You answered the call

  • Published
  • By Col. Jamie Crowhurst
  • 22nd Air Refueling Wing commander
Greetings Team McConnell. Airpower!

What an amazing couple of months we've had.

While we continued providing Ready Mobility and Airmen to support operations in Iraq and Afghanistan, we executed a robust exercise schedule to be prepared to support U.S. Strategic Command and respond to unforeseen world events.

When we set this plan in motion, little did we know that social change would sweep across the Middle East and a tragic natural disaster would strike Japan and U.S. Pacific Command. What we counted on was your dedication to contribute where needed and adapt as missions changed, you shined and advanced the reputation of our team.

We got the call soon after the United Nations passed a resolution establishing a no-fly zone over Libya to protect its citizens. Within twenty-four hours of notification you generated eight aircraft and over one hundred active duty and reserve Airmen to deploy to Moron Air Base, Spain. We were fortunate enough to have one of our teammates in the right place at the right time. Lt. Col. Paul Scott happened to be in Moron supporting fighter rotations into the desert when the call to action came.

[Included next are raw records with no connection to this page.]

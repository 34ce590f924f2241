//! Job handlers for the commit pipeline and the collaborators they call.

use std::sync::Arc;

use async_trait::async_trait;
use chrono::Utc;
use serde::Serialize;
use serde_json::{Value as JsonValue, json};
use tracing::{debug, info};

use commitpulse_core::CommitId;

use super::commits::{CommitRecord, CommitStore, CommitStoreError};
use crate::jobs::processor::{HandlerError, HandlerRegistry, JobHandler};
use crate::jobs::types::{
    EmailTemplate, FetchDiffData, GenerateSummaryData, Job, JobPayload, JobType, SendEmailData,
};

/// Upstream source of commit diffs.
#[async_trait]
pub trait DiffProvider: Send + Sync {
    async fn fetch_diff(&self, request: &FetchDiffData) -> Result<String, HandlerError>;
}

/// Turns a diff plus commit metadata into summary text.
#[async_trait]
pub trait SummaryGenerator: Send + Sync {
    async fn summarize(&self, commit: &GenerateSummaryData, diff: &str) -> Result<String, HandlerError>;
}

#[derive(Debug, Clone, PartialEq, Eq, Serialize)]
pub struct OutgoingEmail {
    pub recipients: Vec<String>,
    pub subject: String,
    pub body: String,
}

#[async_trait]
pub trait EmailSender: Send + Sync {
    async fn send(&self, email: &OutgoingEmail) -> Result<(), HandlerError>;
}

impl From<CommitStoreError> for HandlerError {
    fn from(err: CommitStoreError) -> Self {
        HandlerError::new(err.to_string())
    }
}

/// Line counts of a unified diff.
#[derive(Debug, Clone, Copy, Default, PartialEq, Eq, Serialize)]
pub struct DiffStats {
    pub files_changed: usize,
    pub additions: usize,
    pub deletions: usize,
}

impl DiffStats {
    pub fn from_diff(diff: &str) -> Self {
        let mut stats = DiffStats::default();
        for line in diff.lines() {
            if line.starts_with("diff --git ") {
                stats.files_changed += 1;
            } else if line.starts_with('+') && !line.starts_with("+++") {
                stats.additions += 1;
            } else if line.starts_with('-') && !line.starts_with("---") {
                stats.deletions += 1;
            }
        }
        stats
    }
}

fn wrong_payload(job: &Job, expected: JobType) -> HandlerError {
    HandlerError::new(format!(
        "job {} has type {}, expected {expected}",
        job.id,
        job.job_type()
    ))
}

fn require_commit(job: &Job) -> Result<CommitId, HandlerError> {
    job.commit_id
        .ok_or_else(|| HandlerError::new(format!("{} job {} has no commit", job.job_type(), job.id)))
}

/// Fetches a commit diff and stores it on the commit.
pub struct FetchDiffHandler {
    diffs: Arc<dyn DiffProvider>,
    commits: Arc<dyn CommitStore>,
}

impl FetchDiffHandler {
    pub fn new(diffs: Arc<dyn DiffProvider>, commits: Arc<dyn CommitStore>) -> Self {
        Self { diffs, commits }
    }
}

#[async_trait]
impl JobHandler for FetchDiffHandler {
    async fn handle(&self, job: &Job) -> Result<Option<JsonValue>, HandlerError> {
        let JobPayload::FetchDiff(data) = &job.payload else {
            return Err(wrong_payload(job, JobType::FetchDiff));
        };

        let diff = self.diffs.fetch_diff(data).await?;
        let stats = DiffStats::from_diff(&diff);

        if let Some(commit_id) = job.commit_id {
            self.commits.save_diff(commit_id, diff).await?;
        }

        debug!(job_id = %job.id, sha = %data.sha, files = stats.files_changed, "diff fetched");
        Ok(Some(json!({ "sha": data.sha, "stats": stats })))
    }
}

/// Summarizes the stored diff of a commit.
pub struct GenerateSummaryHandler {
    generator: Arc<dyn SummaryGenerator>,
    commits: Arc<dyn CommitStore>,
}

impl GenerateSummaryHandler {
    pub fn new(generator: Arc<dyn SummaryGenerator>, commits: Arc<dyn CommitStore>) -> Self {
        Self { generator, commits }
    }
}

#[async_trait]
impl JobHandler for GenerateSummaryHandler {
    async fn handle(&self, job: &Job) -> Result<Option<JsonValue>, HandlerError> {
        let JobPayload::GenerateSummary(data) = &job.payload else {
            return Err(wrong_payload(job, JobType::GenerateSummary));
        };
        let commit_id = require_commit(job)?;

        let commit = self
            .commits
            .get(commit_id)
            .await?
            .ok_or(CommitStoreError::NotFound(commit_id))?;
        let diff = commit
            .diff
            .ok_or_else(|| HandlerError::new(format!("commit {commit_id} has no diff yet")))?;

        let summary = self.generator.summarize(data, &diff).await?;
        let length = summary.len();
        self.commits.save_summary(commit_id, summary).await?;

        debug!(job_id = %job.id, commit_id = %commit_id, "summary generated");
        Ok(Some(json!({ "commit_id": commit_id, "summary_length": length })))
    }
}

/// Renders and delivers commit summary and digest emails.
pub struct SendEmailHandler {
    sender: Arc<dyn EmailSender>,
    commits: Arc<dyn CommitStore>,
}

impl SendEmailHandler {
    pub fn new(sender: Arc<dyn EmailSender>, commits: Arc<dyn CommitStore>) -> Self {
        Self { sender, commits }
    }

    async fn load(&self, ids: &[CommitId]) -> Result<Vec<CommitRecord>, HandlerError> {
        let mut records = Vec::with_capacity(ids.len());
        for id in ids {
            let record = self.commits.get(*id).await?.ok_or(CommitStoreError::NotFound(*id))?;
            records.push(record);
        }
        Ok(records)
    }
}

fn render(data: &SendEmailData, commits: &[CommitRecord]) -> OutgoingEmail {
    let subject = data.subject.clone().unwrap_or_else(|| match (data.template, commits) {
        (EmailTemplate::CommitSummary, [commit]) => {
            format!("[{}] {}", commit.repository, first_line(&commit.message))
        }
        (EmailTemplate::CommitSummary, _) => format!("{} commit summaries", commits.len()),
        (EmailTemplate::Digest, _) => format!("Commit digest: {} commits", commits.len()),
    });

    let body = commits
        .iter()
        .map(|c| {
            format!(
                "{} {} by {}\n{}\n",
                c.repository,
                c.sha.chars().take(7).collect::<String>(),
                c.author,
                c.summary.as_deref().unwrap_or("(no summary)")
            )
        })
        .collect::<Vec<_>>()
        .join("\n");

    OutgoingEmail {
        recipients: data.recipients.clone(),
        subject,
        body,
    }
}

fn first_line(message: &str) -> &str {
    message.lines().next().unwrap_or_default()
}

#[async_trait]
impl JobHandler for SendEmailHandler {
    async fn handle(&self, job: &Job) -> Result<Option<JsonValue>, HandlerError> {
        let JobPayload::SendEmail(data) = &job.payload else {
            return Err(wrong_payload(job, JobType::SendEmail));
        };

        let commits = self.load(&data.commit_ids).await?;
        let email = render(data, &commits);
        self.sender.send(&email).await?;
        self.commits.mark_emailed(&data.commit_ids, Utc::now()).await?;

        Ok(Some(json!({
            "recipients": email.recipients.len(),
            "commits": commits.len(),
            "subject": email.subject,
        })))
    }
}

/// Deterministic summary built from diff statistics.
#[derive(Debug, Clone, Copy, Default)]
pub struct DiffStatSummaryGenerator;

#[async_trait]
impl SummaryGenerator for DiffStatSummaryGenerator {
    async fn summarize(&self, commit: &GenerateSummaryData, diff: &str) -> Result<String, HandlerError> {
        let stats = DiffStats::from_diff(diff);
        let branch = commit
            .branch
            .as_deref()
            .map(|b| format!(" on {b}"))
            .unwrap_or_default();

        Ok(format!(
            "{} changed {} file{} (+{}/-{}) in {}{}: {}",
            commit.author,
            stats.files_changed,
            if stats.files_changed == 1 { "" } else { "s" },
            stats.additions,
            stats.deletions,
            commit.repository,
            branch,
            first_line(&commit.message)
        ))
    }
}

/// Logs deliveries instead of sending them.
#[derive(Debug, Clone, Copy, Default)]
pub struct LogEmailSender;

#[async_trait]
impl EmailSender for LogEmailSender {
    async fn send(&self, email: &OutgoingEmail) -> Result<(), HandlerError> {
        info!(
            recipients = ?email.recipients,
            subject = %email.subject,
            body_len = email.body.len(),
            "email delivered"
        );
        Ok(())
    }
}

/// Registry with the three pipeline handlers wired to the given collaborators.
pub fn pipeline_handlers(
    diffs: Arc<dyn DiffProvider>,
    generator: Arc<dyn SummaryGenerator>,
    sender: Arc<dyn EmailSender>,
    commits: Arc<dyn CommitStore>,
) -> HandlerRegistry {
    let mut registry = HandlerRegistry::new();
    registry
        .register(
            JobType::FetchDiff,
            Arc::new(FetchDiffHandler::new(diffs, commits.clone())),
        )
        .register(
            JobType::GenerateSummary,
            Arc::new(GenerateSummaryHandler::new(generator, commits.clone())),
        )
        .register(JobType::SendEmail, Arc::new(SendEmailHandler::new(sender, commits)));
    registry
}

#[cfg(test)]
pub(crate) mod test_support {
    use super::*;
    use std::sync::Mutex;

    pub const SAMPLE_DIFF: &str = "\
diff --git a/src/lib.rs b/src/lib.rs
--- a/src/lib.rs
+++ b/src/lib.rs
@@ -1,2 +1,3 @@
-fn old() {}
+fn new() {}
+fn another() {}
diff --git a/README.md b/README.md
--- a/README.md
+++ b/README.md
@@ -1 +1 @@
+docs
";

    /// Serves a fixed diff, or a fixed error.
    pub struct StaticDiffProvider(pub Result<String, HandlerError>);

    #[async_trait]
    impl DiffProvider for StaticDiffProvider {
        async fn fetch_diff(&self, _request: &FetchDiffData) -> Result<String, HandlerError> {
            self.0.clone()
        }
    }

    #[derive(Default)]
    pub struct RecordingEmailSender {
        pub sent: Mutex<Vec<OutgoingEmail>>,
    }

    #[async_trait]
    impl EmailSender for RecordingEmailSender {
        async fn send(&self, email: &OutgoingEmail) -> Result<(), HandlerError> {
            self.sent.lock().unwrap().push(email.clone());
            Ok(())
        }
    }
}

#[cfg(test)]
mod tests {
    use super::test_support::*;
    use super::*;
    use crate::jobs::types::NewJob;
    use crate::pipeline::commits::InMemoryCommitStore;
    use commitpulse_core::ProjectId;

    fn commit(project_id: ProjectId) -> CommitRecord {
        CommitRecord {
            id: CommitId::new(),
            project_id,
            sha: "0a1b2c3d4e5f".into(),
            message: "Handle rate limits\n\nLonger body".into(),
            author: "mona".into(),
            repository: "octo/hello".into(),
            branch: Some("main".into()),
            diff: None,
            summary: None,
            emailed_at: None,
            created_at: Utc::now(),
        }
    }

    fn job(payload: JobPayload, commit_id: CommitId) -> Job {
        NewJob::new(payload).for_commit(commit_id).into_job(3, Utc::now()).unwrap()
    }

    #[test]
    fn diff_stats_count_files_and_lines() {
        let stats = DiffStats::from_diff(SAMPLE_DIFF);
        assert_eq!(
            stats,
            DiffStats {
                files_changed: 2,
                additions: 3,
                deletions: 1
            }
        );
    }

    #[tokio::test]
    async fn fetch_then_summarize_stores_artifacts() {
        let commits = Arc::new(InMemoryCommitStore::new());
        let record = commit(ProjectId::new());
        commits.insert_if_absent(record.clone()).await.unwrap();

        let fetch = FetchDiffHandler::new(
            Arc::new(StaticDiffProvider(Ok(SAMPLE_DIFF.to_string()))),
            commits.clone(),
        );
        let fetch_job = job(
            JobPayload::FetchDiff(FetchDiffData {
                owner: "octo".into(),
                repo: "hello".into(),
                sha: record.sha.clone(),
                installation_id: None,
            }),
            record.id,
        );
        let result = fetch.handle(&fetch_job).await.unwrap().unwrap();
        assert_eq!(result["stats"]["files_changed"], 2);

        let summarize = GenerateSummaryHandler::new(Arc::new(DiffStatSummaryGenerator), commits.clone());
        let summary_job = job(
            JobPayload::GenerateSummary(GenerateSummaryData {
                sha: record.sha.clone(),
                message: record.message.clone(),
                author: "mona".into(),
                repository: "octo/hello".into(),
                branch: Some("main".into()),
            }),
            record.id,
        );
        summarize.handle(&summary_job).await.unwrap();

        let stored = commits.get(record.id).await.unwrap().unwrap();
        assert_eq!(
            stored.summary.as_deref(),
            Some("mona changed 2 files (+3/-1) in octo/hello on main: Handle rate limits")
        );
    }

    #[tokio::test]
    async fn summary_without_diff_fails() {
        let commits = Arc::new(InMemoryCommitStore::new());
        let record = commit(ProjectId::new());
        commits.insert_if_absent(record.clone()).await.unwrap();

        let handler = GenerateSummaryHandler::new(Arc::new(DiffStatSummaryGenerator), commits);
        let summary_job = job(
            JobPayload::GenerateSummary(GenerateSummaryData {
                sha: record.sha.clone(),
                message: record.message.clone(),
                author: "mona".into(),
                repository: "octo/hello".into(),
                branch: None,
            }),
            record.id,
        );

        let err = handler.handle(&summary_job).await.unwrap_err();
        assert!(err.message.contains("no diff"));
    }

    #[tokio::test]
    async fn digest_email_lists_summaries_and_marks_commits() {
        let commits = Arc::new(InMemoryCommitStore::new());
        let project = ProjectId::new();
        let mut a = commit(project);
        a.summary = Some("first".into());
        let mut b = commit(project);
        b.summary = Some("second".into());
        commits.insert_if_absent(a.clone()).await.unwrap();
        commits.insert_if_absent(b.clone()).await.unwrap();

        let sender = Arc::new(RecordingEmailSender::default());
        let handler = SendEmailHandler::new(sender.clone(), commits.clone());
        let email_job = job(
            JobPayload::SendEmail(SendEmailData {
                recipients: vec!["team@example.com".into()],
                template: EmailTemplate::Digest,
                commit_ids: vec![a.id, b.id],
                subject: None,
            }),
            a.id,
        );

        handler.handle(&email_job).await.unwrap();

        let sent = sender.sent.lock().unwrap().clone();
        assert_eq!(sent.len(), 1);
        assert_eq!(sent[0].subject, "Commit digest: 2 commits");
        assert!(sent[0].body.contains("first") && sent[0].body.contains("second"));
        assert!(commits.digest_eligible(project, None).await.unwrap().is_empty());
    }

    #[tokio::test]
    async fn upstream_failure_is_passed_through() {
        let commits = Arc::new(InMemoryCommitStore::new());
        let handler = FetchDiffHandler::new(
            Arc::new(StaticDiffProvider(Err(HandlerError::new("Resets at: 1700000000")))),
            commits,
        );
        let fetch_job = job(
            JobPayload::FetchDiff(FetchDiffData {
                owner: "octo".into(),
                repo: "hello".into(),
                sha: "abcdef0".into(),
                installation_id: None,
            }),
            CommitId::new(),
        );

        let err = handler.handle(&fetch_job).await.unwrap_err();
        assert_eq!(err.message, "Resets at: 1700000000");
    }
}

As a former weapons school instructor, he had all the right tools to stand up the expeditionary air refueling squadron at Moron that quickly became part of a total force expeditionary wing. Under his superb leadership, the deployed team quickly engaged and not only supported the no fly zone enforcement but also executed a tanker four-ship that rendezvoused with B-2 on their way to strike strategic targets in Libya.

At the same time, several of our tankers and teammates led by Lt. Col. Pamela Freeland were diverted from Presidential support missions to augment the North East Tanker Task Force that moved additional assets to the fight and supported long range strikes.

Members of our logistics readiness squadron also got the call to support the 184th Munitions Squadron as they generated some of the firepower used in the fight. As operations intensified, our deployed maintainers, led by Maj. Joey Balk and Chief Master Sgt. Antonio Kitt, did a fabulous job keeping our jets in the air.

The deployed wing commander, Brig. Gen. Roy Uptegraff praised them for their leadership and the entire McConnell team for their contributions.

In the first two weeks of Operation Odyssey Dawn, over 280 missions were flown offloading 16.5 million pounds of fuel to over 1,400 coalition aircraft. As your commander, I couldn't be prouder as the accolades continue to roll in.

The contributions of our teammates to the current fight in Libya and our ability to adapt were not lost on the leadership of Air Mobility Command . Last week I attended AMC's commander conference and most at the conference knew we were supporting the fight, and specifically what Team McConnell along with the entire tanker community had accomplished to get there. That said, it was still a big surprise when we got the word that due to the tasking, generation and launching of our forces in support of Operation Odyssey Dawn the 22nd Air Refueling Wing and the 931st Air Refueling Group (along with several other tanker wings) were given credit for the majority of our Operational Readiness Inspection requirements. This means instead of a flyaway ORI in October, we and the 931st ARG will have a few days of inspection at home station.

We'll show the Inspector General team our ability to survive and operate while we command and control forces in a chemical or biological threat environment. This will downsize our future exercise schedule and provide you and your families some much needed and deserved down time.

I thank you for your continued dedication to our mission to protect our great nation and the many freedoms that we enjoy.